Aim of the task: How many of the lines below contain "full"? Reply with only that figure.

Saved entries
BEGIN

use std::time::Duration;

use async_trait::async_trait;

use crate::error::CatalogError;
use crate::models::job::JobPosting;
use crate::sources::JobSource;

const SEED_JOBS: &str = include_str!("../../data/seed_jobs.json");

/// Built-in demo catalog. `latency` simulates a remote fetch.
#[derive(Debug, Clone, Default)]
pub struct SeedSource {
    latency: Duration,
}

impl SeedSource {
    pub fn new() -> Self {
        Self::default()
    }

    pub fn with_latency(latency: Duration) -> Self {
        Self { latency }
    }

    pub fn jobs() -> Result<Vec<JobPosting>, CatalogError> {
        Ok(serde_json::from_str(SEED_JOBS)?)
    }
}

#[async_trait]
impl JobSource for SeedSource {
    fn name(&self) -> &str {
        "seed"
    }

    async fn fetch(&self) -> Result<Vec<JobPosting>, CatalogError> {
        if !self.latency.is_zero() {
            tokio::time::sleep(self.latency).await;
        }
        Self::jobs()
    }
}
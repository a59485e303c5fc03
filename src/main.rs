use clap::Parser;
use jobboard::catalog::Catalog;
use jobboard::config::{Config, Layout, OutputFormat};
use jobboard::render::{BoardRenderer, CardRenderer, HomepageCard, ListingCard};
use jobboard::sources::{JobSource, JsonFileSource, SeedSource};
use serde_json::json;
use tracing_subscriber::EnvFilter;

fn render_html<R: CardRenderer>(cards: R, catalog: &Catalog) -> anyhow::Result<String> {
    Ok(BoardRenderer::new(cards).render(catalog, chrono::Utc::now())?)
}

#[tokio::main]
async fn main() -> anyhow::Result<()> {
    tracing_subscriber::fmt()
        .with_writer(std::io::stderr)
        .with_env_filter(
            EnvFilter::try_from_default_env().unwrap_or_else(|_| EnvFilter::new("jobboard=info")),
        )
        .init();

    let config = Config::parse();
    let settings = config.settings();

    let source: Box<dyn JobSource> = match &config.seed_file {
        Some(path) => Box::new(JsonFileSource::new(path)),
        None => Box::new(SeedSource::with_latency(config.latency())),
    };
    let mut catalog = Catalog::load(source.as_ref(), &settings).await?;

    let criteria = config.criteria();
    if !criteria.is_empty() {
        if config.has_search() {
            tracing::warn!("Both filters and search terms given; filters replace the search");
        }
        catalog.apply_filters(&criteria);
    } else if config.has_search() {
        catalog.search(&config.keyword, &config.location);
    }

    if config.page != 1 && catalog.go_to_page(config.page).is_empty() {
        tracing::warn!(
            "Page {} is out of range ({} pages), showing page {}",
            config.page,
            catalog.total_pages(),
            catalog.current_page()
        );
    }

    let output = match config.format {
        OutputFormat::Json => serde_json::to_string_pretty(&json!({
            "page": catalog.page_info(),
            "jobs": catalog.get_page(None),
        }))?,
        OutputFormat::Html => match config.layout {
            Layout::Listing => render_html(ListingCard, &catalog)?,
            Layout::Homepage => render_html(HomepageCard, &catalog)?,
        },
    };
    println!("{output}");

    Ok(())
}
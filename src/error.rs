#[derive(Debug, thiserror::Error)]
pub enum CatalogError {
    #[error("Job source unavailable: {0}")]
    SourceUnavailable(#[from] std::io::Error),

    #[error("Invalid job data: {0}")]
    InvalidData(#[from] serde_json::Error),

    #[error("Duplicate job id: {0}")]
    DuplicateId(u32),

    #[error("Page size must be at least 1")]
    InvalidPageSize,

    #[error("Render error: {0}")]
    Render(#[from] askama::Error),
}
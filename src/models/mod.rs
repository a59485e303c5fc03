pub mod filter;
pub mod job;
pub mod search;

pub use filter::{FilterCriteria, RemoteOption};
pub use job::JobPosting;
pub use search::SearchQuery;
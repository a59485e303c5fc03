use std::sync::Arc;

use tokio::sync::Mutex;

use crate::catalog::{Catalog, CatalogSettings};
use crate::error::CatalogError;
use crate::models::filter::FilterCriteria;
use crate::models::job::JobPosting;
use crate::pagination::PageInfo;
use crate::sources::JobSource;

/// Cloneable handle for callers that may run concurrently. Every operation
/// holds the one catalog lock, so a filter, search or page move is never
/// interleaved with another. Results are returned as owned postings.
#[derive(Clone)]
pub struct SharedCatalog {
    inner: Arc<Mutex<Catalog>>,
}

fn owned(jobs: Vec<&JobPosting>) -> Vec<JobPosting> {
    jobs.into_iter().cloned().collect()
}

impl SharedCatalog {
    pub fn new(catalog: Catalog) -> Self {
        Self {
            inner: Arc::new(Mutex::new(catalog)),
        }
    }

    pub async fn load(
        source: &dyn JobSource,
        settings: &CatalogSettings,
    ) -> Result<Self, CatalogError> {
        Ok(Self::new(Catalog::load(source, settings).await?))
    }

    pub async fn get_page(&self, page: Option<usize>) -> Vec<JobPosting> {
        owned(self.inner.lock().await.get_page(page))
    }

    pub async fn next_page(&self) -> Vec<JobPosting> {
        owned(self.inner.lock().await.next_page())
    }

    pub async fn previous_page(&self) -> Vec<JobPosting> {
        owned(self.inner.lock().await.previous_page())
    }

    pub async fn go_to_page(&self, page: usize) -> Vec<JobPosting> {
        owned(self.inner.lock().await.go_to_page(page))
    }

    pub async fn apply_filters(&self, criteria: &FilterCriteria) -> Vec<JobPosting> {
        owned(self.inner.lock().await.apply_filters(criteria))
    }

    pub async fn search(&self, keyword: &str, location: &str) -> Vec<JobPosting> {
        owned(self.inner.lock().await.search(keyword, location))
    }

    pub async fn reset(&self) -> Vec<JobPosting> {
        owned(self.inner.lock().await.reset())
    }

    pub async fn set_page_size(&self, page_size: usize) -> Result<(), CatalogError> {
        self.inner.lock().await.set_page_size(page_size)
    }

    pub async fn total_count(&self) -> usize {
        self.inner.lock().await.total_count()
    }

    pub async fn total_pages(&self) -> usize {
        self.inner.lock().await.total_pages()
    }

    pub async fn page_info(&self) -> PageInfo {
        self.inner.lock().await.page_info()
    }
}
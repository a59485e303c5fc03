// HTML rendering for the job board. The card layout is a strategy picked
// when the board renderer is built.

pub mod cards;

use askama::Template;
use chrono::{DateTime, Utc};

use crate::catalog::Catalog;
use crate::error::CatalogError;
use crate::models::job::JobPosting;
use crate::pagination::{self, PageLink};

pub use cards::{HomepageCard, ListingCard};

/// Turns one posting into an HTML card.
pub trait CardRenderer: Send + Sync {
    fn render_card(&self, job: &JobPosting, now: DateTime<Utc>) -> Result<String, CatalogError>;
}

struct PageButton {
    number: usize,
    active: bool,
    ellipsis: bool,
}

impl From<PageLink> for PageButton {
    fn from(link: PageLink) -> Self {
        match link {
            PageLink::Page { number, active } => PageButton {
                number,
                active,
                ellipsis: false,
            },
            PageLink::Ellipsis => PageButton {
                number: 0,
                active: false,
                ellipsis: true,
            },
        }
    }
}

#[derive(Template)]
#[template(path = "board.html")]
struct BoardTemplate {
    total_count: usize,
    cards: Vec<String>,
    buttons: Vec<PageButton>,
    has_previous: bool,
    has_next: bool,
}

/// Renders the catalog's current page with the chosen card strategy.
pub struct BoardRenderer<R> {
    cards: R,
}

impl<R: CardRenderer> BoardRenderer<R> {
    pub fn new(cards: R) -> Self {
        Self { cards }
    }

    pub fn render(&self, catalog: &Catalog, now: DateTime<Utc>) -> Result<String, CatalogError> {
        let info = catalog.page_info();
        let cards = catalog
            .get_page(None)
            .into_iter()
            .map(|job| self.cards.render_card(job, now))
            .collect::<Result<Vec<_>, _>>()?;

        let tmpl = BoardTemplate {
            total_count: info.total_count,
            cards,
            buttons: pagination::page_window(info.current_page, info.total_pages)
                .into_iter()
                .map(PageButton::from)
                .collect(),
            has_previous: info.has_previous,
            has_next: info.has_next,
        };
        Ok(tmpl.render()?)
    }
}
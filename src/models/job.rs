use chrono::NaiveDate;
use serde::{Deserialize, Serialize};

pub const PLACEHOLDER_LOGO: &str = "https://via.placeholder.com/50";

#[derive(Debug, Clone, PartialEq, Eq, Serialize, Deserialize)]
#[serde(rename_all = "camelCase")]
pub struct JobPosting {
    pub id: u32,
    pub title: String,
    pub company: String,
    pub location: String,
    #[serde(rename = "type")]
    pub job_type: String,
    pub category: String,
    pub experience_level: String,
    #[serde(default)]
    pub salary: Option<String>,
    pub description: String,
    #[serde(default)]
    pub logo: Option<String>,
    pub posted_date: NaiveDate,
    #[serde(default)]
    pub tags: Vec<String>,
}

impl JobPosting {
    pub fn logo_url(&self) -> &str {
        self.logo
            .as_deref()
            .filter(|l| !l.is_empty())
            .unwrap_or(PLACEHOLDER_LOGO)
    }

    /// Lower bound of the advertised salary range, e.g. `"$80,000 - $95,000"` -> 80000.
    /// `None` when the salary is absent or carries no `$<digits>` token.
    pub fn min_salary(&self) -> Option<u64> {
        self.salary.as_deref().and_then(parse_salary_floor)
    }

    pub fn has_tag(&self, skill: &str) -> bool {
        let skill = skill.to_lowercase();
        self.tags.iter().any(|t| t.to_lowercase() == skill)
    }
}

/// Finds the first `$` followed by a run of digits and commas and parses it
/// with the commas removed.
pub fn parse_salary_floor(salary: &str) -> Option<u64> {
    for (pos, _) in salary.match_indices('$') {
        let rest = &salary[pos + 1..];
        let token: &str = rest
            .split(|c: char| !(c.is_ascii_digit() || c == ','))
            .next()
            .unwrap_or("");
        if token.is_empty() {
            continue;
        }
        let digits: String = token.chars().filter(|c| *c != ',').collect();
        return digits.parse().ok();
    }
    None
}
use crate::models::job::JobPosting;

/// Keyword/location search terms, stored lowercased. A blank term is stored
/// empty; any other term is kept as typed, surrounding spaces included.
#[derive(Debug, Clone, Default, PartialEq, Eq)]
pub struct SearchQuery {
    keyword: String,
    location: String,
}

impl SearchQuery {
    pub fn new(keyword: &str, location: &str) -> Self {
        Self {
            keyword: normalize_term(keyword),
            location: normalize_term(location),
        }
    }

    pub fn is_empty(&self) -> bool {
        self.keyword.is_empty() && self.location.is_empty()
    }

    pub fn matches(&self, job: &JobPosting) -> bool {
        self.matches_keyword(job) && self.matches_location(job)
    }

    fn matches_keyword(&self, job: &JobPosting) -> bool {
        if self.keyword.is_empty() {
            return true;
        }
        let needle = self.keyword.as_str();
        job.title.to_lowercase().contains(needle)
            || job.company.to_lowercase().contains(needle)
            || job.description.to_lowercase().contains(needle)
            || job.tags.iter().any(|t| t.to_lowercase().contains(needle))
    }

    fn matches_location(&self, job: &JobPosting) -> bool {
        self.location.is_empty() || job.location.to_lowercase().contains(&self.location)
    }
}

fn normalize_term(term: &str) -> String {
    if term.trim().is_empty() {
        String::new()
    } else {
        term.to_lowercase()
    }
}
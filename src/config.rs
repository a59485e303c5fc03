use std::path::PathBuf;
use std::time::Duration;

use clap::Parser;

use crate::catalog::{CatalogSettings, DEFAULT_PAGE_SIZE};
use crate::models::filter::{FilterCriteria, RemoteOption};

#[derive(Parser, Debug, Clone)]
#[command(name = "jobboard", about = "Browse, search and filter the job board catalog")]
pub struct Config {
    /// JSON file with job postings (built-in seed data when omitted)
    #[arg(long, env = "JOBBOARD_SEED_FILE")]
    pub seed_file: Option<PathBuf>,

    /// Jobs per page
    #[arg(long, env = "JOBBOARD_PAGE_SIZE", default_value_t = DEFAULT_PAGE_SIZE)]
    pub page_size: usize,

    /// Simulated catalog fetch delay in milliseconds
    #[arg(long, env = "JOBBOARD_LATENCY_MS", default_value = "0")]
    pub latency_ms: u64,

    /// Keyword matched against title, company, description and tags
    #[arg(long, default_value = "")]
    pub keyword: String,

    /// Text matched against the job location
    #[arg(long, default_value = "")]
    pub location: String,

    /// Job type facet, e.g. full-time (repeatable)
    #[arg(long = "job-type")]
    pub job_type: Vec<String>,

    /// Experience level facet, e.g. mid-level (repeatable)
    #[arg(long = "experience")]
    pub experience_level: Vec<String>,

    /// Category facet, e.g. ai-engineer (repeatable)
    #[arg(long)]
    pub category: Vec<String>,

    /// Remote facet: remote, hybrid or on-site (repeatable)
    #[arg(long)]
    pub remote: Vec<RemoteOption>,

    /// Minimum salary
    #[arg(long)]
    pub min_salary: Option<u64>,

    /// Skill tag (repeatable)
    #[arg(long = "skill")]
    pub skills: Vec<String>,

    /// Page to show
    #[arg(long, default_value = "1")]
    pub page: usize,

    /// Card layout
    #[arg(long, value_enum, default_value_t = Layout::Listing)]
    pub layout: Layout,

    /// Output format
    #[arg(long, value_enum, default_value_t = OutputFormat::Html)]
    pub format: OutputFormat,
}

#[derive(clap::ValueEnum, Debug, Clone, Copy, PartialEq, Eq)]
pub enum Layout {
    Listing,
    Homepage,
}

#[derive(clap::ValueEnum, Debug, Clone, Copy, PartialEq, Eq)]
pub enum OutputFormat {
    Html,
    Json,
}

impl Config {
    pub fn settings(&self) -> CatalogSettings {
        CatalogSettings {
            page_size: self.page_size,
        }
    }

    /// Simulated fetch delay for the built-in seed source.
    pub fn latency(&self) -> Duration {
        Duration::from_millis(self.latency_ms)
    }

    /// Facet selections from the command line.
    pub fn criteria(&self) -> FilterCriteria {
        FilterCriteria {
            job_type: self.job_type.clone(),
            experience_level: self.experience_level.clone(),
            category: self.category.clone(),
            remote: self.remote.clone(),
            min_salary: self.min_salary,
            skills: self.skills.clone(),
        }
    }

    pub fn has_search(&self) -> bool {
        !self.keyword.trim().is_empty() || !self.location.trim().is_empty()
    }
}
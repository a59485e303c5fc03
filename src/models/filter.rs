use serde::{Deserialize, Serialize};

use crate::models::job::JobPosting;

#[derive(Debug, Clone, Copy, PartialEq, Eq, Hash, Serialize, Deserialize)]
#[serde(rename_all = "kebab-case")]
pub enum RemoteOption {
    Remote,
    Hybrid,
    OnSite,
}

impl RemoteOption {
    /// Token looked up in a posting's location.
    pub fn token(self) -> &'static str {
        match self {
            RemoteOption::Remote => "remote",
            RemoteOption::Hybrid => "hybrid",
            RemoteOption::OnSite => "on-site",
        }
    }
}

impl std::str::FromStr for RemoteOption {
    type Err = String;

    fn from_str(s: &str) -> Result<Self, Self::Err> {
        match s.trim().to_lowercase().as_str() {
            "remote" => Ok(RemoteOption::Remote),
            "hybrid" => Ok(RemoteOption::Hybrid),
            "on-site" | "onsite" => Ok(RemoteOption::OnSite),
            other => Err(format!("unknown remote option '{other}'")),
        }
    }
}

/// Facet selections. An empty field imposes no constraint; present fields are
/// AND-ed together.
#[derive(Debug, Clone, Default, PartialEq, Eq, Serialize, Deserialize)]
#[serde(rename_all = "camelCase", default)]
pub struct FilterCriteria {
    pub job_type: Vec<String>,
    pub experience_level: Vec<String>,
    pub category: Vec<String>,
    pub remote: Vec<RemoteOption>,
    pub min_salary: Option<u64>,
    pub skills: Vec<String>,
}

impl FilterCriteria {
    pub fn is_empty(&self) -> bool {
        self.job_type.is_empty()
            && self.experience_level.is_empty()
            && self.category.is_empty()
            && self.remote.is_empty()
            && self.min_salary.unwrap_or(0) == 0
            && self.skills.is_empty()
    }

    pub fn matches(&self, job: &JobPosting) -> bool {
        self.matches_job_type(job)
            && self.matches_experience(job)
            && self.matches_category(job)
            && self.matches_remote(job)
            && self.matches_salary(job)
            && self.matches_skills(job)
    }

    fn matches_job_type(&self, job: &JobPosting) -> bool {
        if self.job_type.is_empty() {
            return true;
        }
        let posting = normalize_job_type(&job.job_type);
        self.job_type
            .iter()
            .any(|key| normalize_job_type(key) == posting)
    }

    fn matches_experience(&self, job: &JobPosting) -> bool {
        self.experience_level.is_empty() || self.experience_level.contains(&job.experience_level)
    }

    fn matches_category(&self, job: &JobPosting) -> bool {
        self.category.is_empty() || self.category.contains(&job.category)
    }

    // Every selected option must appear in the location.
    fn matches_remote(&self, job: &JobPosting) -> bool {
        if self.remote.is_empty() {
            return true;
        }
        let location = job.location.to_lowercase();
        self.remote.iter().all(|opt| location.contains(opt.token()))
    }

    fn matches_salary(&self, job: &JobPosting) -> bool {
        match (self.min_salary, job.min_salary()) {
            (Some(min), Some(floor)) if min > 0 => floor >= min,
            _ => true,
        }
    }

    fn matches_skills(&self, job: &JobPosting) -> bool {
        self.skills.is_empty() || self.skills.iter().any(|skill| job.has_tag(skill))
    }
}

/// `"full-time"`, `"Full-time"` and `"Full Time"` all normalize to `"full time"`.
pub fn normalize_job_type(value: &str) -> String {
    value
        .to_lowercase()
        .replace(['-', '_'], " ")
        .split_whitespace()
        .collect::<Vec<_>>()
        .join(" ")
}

END

Task solution: 2